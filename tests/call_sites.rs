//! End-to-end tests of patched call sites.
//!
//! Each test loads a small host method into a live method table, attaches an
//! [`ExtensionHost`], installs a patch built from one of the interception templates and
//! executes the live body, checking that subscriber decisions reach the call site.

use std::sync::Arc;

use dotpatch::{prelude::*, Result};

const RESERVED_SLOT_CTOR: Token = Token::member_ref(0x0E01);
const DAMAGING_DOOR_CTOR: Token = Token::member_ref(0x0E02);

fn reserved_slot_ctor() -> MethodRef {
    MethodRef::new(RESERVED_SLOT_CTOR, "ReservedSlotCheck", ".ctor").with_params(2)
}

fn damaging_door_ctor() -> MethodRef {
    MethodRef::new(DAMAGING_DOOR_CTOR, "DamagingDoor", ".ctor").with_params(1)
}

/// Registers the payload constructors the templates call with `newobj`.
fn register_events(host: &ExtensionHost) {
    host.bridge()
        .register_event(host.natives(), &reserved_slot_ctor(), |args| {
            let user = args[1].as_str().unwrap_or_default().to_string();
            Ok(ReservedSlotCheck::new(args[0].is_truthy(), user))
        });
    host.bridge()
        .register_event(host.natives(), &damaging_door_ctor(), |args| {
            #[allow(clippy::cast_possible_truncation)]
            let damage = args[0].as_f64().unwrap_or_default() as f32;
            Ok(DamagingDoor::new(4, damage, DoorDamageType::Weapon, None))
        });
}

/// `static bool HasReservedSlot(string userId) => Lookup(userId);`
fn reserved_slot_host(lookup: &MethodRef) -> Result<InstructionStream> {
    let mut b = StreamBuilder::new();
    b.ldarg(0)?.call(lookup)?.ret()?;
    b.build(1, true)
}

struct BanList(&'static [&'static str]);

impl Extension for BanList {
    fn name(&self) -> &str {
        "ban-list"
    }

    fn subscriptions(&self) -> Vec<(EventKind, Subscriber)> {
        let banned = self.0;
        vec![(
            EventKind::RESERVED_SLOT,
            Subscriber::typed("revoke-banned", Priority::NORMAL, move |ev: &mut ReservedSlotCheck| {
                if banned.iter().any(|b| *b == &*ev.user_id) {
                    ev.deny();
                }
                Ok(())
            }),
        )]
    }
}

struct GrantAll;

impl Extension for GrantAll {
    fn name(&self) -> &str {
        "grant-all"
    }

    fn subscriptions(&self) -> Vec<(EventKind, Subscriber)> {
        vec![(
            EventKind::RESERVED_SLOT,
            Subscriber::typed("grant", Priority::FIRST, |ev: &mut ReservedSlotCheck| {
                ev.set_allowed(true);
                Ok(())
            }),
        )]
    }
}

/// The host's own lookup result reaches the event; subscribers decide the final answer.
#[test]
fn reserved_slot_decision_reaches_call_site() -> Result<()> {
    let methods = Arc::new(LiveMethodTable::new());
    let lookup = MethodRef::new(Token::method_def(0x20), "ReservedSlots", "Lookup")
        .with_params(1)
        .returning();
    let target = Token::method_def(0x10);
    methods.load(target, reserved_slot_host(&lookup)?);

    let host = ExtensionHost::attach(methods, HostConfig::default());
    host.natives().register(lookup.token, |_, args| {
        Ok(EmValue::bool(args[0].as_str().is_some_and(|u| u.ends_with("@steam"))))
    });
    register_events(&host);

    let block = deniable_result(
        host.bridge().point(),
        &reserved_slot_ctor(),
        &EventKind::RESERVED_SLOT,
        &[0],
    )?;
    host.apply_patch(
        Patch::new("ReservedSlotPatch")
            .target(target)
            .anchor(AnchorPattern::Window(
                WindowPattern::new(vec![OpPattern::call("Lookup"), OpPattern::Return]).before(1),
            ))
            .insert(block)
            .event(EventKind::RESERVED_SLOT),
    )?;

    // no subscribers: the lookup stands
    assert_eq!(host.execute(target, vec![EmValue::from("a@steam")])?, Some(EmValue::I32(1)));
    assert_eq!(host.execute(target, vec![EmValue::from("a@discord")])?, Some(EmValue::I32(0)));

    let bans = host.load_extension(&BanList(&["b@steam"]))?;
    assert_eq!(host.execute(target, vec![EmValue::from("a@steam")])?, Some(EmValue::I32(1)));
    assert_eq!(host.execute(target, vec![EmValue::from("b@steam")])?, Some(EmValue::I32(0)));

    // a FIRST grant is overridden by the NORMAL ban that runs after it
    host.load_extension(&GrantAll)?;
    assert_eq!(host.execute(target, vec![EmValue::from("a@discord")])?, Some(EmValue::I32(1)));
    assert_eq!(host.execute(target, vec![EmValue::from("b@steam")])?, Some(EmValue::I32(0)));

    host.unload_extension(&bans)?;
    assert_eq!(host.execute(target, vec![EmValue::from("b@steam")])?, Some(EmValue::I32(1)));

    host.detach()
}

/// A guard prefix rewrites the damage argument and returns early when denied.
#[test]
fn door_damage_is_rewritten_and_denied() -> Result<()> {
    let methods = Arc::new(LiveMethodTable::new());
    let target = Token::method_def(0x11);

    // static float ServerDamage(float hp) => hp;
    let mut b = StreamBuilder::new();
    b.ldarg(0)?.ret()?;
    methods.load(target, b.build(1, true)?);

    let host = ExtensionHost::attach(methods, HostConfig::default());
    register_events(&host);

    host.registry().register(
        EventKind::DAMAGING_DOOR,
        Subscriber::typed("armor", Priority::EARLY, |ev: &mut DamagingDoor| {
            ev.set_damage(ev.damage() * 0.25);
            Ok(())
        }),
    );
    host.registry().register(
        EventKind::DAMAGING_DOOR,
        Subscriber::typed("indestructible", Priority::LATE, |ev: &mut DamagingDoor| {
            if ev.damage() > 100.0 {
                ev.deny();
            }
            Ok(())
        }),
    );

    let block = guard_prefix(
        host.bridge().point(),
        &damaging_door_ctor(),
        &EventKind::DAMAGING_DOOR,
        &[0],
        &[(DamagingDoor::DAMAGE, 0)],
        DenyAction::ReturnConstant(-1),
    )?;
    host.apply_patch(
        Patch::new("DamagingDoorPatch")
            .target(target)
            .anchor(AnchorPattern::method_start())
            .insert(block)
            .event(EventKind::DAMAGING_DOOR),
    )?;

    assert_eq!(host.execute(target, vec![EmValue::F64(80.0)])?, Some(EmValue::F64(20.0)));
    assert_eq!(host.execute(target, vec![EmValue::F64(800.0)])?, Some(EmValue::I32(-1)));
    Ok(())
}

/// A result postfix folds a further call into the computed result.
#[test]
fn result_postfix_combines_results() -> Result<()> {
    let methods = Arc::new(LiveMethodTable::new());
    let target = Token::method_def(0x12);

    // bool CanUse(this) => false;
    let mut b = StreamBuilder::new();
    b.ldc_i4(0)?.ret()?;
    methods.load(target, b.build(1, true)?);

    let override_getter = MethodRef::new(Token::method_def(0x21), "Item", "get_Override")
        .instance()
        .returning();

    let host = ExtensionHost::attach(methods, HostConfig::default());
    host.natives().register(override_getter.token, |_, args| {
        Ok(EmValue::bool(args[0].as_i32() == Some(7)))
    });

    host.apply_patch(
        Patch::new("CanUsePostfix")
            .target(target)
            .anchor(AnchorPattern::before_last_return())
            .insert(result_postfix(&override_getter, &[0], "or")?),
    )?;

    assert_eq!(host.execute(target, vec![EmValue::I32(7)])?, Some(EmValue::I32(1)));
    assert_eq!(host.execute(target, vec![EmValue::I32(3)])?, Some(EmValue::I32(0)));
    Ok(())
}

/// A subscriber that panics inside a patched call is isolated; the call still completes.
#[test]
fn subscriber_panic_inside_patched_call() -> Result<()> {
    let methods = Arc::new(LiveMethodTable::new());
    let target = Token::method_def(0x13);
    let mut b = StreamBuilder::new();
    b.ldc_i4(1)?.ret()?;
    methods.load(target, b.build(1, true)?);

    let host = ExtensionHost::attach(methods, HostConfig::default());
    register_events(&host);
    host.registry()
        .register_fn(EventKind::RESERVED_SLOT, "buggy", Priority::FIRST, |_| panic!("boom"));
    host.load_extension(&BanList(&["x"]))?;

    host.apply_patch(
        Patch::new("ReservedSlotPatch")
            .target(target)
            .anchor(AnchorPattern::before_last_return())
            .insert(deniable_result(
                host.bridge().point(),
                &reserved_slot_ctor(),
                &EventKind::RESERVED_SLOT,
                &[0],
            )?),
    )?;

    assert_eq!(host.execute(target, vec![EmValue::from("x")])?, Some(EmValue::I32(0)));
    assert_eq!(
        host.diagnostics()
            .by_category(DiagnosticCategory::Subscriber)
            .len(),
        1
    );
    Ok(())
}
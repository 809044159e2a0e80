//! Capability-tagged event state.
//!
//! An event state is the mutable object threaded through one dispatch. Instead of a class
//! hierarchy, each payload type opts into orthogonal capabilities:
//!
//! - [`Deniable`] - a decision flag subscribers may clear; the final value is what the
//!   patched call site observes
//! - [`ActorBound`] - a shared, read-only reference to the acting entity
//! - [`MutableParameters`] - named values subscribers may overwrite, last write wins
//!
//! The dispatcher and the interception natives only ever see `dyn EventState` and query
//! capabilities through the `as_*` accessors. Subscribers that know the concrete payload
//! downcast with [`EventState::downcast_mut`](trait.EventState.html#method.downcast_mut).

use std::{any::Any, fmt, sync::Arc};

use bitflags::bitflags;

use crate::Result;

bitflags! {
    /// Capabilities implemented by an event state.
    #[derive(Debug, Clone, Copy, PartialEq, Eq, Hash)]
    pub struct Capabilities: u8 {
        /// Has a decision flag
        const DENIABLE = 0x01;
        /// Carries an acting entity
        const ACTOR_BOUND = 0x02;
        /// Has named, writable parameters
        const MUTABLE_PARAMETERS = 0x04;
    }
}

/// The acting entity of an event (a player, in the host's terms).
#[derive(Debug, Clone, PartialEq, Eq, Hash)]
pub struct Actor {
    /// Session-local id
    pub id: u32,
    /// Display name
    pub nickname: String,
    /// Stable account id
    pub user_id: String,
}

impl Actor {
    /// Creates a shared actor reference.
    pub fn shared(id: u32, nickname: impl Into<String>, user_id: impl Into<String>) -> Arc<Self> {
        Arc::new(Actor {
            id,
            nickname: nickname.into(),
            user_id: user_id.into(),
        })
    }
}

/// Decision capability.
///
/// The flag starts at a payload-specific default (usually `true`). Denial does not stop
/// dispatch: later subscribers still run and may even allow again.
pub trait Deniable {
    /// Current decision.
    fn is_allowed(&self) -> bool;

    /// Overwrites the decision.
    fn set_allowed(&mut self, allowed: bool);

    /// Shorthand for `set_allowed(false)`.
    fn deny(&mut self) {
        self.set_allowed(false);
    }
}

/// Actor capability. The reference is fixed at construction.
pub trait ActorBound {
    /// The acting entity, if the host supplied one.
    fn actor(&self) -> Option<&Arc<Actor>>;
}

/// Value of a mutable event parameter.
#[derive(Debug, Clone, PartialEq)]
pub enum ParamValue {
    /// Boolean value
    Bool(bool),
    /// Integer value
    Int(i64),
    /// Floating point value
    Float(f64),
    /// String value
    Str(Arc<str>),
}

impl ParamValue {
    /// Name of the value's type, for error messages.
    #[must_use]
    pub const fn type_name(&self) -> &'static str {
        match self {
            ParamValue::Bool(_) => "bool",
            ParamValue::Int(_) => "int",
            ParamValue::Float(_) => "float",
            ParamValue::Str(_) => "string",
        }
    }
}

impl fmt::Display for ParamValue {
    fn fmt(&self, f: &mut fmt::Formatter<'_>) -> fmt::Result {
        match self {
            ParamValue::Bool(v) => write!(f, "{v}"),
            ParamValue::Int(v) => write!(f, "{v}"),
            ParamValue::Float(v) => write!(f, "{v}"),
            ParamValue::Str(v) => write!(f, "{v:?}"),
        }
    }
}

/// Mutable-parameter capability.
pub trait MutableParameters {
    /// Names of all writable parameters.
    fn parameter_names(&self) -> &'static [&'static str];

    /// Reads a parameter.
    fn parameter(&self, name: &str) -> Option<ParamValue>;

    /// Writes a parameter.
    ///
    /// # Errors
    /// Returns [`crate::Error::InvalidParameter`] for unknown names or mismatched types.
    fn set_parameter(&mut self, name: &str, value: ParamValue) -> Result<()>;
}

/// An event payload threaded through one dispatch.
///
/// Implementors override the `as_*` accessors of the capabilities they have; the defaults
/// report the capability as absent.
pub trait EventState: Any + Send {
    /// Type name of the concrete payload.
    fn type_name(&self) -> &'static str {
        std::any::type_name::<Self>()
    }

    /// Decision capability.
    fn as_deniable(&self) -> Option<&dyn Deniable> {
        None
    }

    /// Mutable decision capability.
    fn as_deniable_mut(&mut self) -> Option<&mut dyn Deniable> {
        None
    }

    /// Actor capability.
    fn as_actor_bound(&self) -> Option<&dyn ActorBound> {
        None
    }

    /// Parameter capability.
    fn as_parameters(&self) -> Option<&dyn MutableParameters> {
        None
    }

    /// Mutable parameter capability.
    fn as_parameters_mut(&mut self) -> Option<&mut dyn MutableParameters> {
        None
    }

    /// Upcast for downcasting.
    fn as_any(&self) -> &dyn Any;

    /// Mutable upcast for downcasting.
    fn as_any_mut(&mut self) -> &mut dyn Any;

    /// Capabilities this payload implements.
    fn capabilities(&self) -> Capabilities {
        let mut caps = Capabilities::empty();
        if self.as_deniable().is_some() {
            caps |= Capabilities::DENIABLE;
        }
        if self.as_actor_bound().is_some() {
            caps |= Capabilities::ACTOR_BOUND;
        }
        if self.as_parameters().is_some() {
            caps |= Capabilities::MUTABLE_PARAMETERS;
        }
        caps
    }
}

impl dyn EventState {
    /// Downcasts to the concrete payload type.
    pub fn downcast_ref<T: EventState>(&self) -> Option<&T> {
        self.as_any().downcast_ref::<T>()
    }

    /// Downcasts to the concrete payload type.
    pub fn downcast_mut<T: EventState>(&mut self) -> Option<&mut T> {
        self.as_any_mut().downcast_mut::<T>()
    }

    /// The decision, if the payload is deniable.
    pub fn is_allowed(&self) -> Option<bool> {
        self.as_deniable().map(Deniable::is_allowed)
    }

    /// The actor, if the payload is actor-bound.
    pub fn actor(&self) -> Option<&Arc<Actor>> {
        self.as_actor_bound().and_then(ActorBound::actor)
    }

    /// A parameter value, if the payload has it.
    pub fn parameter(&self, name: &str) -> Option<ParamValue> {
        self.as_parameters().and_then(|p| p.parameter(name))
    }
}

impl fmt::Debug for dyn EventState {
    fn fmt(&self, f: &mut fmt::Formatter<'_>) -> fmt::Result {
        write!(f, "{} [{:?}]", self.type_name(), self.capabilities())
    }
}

◇ ◇ ◇

- _TASK DIRECTIONS_: Reproduce only the lines above spanning from the line containing "call site observes" through the line containing "#[derive(Debug, Clone, Copy, PartialEq, Eq, Hash)]", word for word.

- _TASK RESULT_:
//!   patched call site observes
//! - [`ActorBound`] - a shared, read-only reference to the acting entity
//! - [`MutableParameters`] - named values subscribers may overwrite, last write wins
//!
//! The dispatcher and the interception natives only ever see `dyn EventState` and query
//! capabilities through the `as_*` accessors. Subscribers that know the concrete payload
//! downcast with [`EventState::downcast_mut`](trait.EventState.html#method.downcast_mut).

use std::{any::Any, fmt, sync::Arc};

use bitflags::bitflags;

use crate::Result;

bitflags! {
    /// Capabilities implemented by an event state.
    #[derive(Debug, Clone, Copy, PartialEq, Eq, Hash)]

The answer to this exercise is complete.